## Source material

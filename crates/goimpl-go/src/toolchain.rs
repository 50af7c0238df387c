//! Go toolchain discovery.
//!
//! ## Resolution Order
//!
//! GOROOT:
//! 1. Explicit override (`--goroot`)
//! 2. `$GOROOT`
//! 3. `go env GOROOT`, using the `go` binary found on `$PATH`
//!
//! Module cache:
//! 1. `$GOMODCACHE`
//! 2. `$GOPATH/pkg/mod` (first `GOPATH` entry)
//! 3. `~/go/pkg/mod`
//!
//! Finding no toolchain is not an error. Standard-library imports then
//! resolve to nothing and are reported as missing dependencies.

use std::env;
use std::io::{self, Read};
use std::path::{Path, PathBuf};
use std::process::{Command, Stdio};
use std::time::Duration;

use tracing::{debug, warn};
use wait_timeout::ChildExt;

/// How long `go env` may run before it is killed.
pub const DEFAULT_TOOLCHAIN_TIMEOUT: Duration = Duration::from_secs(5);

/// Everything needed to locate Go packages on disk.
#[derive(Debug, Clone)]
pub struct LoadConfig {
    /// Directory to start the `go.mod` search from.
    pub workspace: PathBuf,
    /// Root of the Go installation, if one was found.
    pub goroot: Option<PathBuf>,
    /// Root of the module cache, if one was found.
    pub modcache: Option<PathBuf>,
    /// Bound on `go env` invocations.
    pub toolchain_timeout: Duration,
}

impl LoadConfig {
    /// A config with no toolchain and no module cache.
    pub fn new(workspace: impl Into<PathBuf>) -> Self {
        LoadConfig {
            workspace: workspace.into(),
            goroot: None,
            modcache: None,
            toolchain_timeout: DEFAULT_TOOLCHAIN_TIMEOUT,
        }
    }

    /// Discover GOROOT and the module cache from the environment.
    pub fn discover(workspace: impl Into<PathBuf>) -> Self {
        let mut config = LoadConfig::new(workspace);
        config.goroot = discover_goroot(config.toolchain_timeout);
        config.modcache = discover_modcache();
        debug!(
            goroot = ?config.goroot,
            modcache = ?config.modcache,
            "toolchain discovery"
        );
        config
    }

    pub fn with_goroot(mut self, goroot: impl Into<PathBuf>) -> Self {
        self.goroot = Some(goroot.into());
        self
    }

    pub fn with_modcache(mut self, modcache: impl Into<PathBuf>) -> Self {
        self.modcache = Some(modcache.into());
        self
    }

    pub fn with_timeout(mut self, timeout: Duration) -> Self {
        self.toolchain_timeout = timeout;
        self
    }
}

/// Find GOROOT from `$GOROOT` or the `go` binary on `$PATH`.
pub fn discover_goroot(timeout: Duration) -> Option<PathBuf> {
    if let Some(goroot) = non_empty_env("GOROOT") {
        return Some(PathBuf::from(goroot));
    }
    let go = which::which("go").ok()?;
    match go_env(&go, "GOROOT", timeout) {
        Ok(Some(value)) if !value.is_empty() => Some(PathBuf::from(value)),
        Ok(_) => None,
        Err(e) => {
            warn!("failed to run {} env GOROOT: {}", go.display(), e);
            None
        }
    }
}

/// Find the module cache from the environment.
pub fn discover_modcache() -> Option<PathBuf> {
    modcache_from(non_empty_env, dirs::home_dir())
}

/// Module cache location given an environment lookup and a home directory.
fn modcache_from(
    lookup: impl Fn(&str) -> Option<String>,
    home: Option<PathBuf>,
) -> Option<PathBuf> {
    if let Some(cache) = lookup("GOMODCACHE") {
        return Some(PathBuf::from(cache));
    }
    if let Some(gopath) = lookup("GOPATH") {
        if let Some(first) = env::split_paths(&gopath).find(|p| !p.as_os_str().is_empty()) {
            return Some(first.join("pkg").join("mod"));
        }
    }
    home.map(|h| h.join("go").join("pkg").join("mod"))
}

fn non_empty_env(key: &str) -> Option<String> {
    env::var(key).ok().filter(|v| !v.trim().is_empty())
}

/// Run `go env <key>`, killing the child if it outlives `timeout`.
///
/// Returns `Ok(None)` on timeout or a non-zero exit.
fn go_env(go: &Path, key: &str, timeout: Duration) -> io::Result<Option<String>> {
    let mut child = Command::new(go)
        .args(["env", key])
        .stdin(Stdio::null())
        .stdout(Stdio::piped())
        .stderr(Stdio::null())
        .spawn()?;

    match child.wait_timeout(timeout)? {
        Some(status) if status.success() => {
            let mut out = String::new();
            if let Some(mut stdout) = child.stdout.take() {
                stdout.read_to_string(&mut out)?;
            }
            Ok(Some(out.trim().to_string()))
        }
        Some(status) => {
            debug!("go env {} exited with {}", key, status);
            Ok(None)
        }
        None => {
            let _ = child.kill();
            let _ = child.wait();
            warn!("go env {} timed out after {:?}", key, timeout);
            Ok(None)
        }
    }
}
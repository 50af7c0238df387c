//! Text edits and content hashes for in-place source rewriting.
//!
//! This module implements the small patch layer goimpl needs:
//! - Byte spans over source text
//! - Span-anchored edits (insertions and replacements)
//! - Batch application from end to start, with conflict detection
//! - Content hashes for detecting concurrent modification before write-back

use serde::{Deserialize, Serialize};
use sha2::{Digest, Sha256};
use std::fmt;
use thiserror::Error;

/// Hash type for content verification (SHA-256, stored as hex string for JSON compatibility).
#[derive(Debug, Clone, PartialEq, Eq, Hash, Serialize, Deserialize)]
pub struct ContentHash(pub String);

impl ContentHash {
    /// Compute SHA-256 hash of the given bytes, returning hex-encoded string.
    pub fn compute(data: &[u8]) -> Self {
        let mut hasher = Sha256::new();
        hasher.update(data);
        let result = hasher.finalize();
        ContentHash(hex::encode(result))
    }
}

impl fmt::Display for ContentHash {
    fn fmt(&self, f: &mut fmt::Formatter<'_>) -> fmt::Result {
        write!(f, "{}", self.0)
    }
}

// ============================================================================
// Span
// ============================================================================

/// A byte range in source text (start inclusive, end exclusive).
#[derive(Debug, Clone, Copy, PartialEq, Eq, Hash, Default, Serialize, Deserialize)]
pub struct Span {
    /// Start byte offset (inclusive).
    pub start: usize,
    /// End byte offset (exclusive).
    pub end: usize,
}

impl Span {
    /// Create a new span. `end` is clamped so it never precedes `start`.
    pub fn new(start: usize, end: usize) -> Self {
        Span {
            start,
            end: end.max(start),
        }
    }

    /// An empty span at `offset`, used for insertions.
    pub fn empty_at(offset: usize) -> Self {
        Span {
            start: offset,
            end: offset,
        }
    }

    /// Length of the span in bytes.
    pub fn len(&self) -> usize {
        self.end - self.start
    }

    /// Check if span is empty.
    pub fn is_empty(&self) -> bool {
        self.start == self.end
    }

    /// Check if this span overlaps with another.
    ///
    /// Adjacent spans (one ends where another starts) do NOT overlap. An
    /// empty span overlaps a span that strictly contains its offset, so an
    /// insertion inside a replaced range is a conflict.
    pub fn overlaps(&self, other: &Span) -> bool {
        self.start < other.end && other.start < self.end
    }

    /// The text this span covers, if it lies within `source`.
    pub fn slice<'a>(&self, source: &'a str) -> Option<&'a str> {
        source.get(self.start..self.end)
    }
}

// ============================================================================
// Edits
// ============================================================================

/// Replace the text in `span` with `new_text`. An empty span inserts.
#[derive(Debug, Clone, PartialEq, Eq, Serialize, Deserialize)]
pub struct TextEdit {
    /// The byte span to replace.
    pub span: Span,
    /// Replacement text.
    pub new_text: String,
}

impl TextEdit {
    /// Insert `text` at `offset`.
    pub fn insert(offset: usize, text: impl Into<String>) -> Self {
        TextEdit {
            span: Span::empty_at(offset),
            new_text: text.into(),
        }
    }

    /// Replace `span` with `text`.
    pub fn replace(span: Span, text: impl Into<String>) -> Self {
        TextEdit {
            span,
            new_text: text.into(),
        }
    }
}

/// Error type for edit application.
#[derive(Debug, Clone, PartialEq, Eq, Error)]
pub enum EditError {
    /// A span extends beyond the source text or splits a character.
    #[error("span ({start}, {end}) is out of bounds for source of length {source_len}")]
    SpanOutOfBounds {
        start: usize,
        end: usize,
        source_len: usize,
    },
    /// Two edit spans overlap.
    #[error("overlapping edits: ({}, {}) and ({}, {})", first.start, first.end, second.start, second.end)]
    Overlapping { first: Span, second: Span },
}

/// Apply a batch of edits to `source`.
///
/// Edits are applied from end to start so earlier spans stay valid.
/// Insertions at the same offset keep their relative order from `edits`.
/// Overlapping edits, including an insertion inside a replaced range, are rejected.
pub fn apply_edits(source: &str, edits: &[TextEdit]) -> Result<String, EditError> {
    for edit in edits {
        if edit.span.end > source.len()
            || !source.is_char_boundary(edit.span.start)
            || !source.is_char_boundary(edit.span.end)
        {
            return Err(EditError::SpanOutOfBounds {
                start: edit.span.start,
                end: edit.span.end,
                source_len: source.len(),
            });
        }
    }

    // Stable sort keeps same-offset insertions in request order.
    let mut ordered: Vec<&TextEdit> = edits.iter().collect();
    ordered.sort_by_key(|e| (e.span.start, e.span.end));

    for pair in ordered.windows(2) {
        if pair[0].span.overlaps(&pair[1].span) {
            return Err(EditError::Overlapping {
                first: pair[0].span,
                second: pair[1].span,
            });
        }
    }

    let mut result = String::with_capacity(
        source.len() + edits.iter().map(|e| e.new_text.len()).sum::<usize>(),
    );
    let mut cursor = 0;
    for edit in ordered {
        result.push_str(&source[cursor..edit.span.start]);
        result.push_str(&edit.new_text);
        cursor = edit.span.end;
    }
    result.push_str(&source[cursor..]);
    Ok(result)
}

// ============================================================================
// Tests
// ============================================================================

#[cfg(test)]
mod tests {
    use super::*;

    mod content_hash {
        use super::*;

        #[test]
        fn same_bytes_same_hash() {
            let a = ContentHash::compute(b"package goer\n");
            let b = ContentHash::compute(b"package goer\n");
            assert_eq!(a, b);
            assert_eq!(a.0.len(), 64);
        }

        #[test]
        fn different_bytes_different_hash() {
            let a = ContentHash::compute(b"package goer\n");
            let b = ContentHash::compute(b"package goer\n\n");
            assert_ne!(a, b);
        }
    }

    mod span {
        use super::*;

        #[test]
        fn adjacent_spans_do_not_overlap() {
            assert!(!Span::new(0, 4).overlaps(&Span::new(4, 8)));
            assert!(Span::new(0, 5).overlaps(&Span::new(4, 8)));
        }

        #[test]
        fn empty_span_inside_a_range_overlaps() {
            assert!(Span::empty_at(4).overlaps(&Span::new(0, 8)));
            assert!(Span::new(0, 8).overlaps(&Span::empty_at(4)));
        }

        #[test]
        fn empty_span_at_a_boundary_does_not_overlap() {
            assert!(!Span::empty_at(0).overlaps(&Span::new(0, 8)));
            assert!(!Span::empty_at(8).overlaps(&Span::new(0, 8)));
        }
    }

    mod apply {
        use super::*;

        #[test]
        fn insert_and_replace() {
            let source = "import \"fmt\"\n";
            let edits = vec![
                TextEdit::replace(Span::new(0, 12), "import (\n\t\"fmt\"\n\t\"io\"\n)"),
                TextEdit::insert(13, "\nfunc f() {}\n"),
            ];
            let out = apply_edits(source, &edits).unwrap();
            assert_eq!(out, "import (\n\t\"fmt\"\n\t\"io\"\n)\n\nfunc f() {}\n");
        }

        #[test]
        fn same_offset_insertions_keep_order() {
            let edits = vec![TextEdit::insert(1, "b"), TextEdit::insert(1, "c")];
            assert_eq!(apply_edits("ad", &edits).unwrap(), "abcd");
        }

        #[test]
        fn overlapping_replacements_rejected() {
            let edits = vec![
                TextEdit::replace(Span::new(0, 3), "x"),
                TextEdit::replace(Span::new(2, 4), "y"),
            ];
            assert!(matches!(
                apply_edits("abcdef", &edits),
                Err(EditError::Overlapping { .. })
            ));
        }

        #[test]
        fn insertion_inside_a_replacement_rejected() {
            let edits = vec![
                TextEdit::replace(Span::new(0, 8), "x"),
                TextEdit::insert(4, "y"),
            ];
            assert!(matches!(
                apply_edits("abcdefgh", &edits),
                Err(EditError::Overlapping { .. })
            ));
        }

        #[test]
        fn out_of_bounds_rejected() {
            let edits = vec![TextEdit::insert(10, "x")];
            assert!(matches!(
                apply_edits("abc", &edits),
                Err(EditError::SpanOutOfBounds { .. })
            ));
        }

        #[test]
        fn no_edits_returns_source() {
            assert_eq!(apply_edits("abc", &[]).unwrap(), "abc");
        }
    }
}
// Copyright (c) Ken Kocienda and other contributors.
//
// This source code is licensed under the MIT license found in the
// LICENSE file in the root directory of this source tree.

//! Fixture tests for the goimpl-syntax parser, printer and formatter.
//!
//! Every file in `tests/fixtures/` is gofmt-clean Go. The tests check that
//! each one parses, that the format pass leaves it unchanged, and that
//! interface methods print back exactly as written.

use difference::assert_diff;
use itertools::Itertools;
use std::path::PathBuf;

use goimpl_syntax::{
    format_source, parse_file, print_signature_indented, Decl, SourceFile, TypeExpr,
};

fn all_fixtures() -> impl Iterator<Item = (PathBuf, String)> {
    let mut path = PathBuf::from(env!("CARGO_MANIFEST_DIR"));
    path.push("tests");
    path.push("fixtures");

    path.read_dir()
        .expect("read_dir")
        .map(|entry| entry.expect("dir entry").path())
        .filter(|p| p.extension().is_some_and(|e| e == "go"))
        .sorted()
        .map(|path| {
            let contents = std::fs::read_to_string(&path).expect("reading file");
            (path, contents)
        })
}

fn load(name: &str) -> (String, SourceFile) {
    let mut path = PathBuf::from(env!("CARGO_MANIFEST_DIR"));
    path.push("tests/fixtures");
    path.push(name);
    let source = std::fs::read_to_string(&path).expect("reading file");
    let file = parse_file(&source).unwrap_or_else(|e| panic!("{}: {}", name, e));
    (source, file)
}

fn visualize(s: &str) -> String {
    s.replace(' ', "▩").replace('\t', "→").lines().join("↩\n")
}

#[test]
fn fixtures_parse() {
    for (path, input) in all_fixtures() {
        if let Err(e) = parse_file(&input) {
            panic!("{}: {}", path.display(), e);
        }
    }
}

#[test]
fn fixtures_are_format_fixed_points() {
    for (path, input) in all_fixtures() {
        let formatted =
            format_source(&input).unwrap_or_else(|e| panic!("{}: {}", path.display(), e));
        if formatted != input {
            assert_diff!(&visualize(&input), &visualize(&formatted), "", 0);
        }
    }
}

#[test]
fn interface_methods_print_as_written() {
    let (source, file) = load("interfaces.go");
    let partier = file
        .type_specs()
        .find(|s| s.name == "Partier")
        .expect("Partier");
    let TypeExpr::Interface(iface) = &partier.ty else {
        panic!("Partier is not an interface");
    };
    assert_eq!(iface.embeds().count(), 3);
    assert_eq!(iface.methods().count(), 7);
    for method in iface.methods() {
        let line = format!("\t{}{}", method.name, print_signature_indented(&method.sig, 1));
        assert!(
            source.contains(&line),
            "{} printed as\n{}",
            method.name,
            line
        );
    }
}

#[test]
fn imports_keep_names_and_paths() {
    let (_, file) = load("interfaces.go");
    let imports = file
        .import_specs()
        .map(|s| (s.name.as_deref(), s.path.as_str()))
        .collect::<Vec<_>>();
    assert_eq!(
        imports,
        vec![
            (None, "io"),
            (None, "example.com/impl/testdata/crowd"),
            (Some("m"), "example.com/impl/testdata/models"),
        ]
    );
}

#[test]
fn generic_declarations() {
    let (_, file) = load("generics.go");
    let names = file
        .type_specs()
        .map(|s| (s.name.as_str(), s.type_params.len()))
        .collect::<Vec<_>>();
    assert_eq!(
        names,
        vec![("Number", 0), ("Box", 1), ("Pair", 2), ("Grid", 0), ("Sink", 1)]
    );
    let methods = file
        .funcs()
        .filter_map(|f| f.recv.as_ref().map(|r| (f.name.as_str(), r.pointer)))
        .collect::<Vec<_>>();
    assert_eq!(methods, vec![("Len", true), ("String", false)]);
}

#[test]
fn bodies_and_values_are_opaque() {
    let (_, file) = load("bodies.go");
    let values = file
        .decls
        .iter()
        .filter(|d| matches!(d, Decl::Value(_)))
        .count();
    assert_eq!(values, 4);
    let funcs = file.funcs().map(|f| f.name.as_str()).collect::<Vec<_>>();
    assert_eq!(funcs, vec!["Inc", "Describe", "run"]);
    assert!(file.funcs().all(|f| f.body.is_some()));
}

## Work item
Locate the word "application" in the entries, and copy every line where it is found.

## Task solution
//! - Batch application from end to start, with conflict detection
/// Error type for edit application.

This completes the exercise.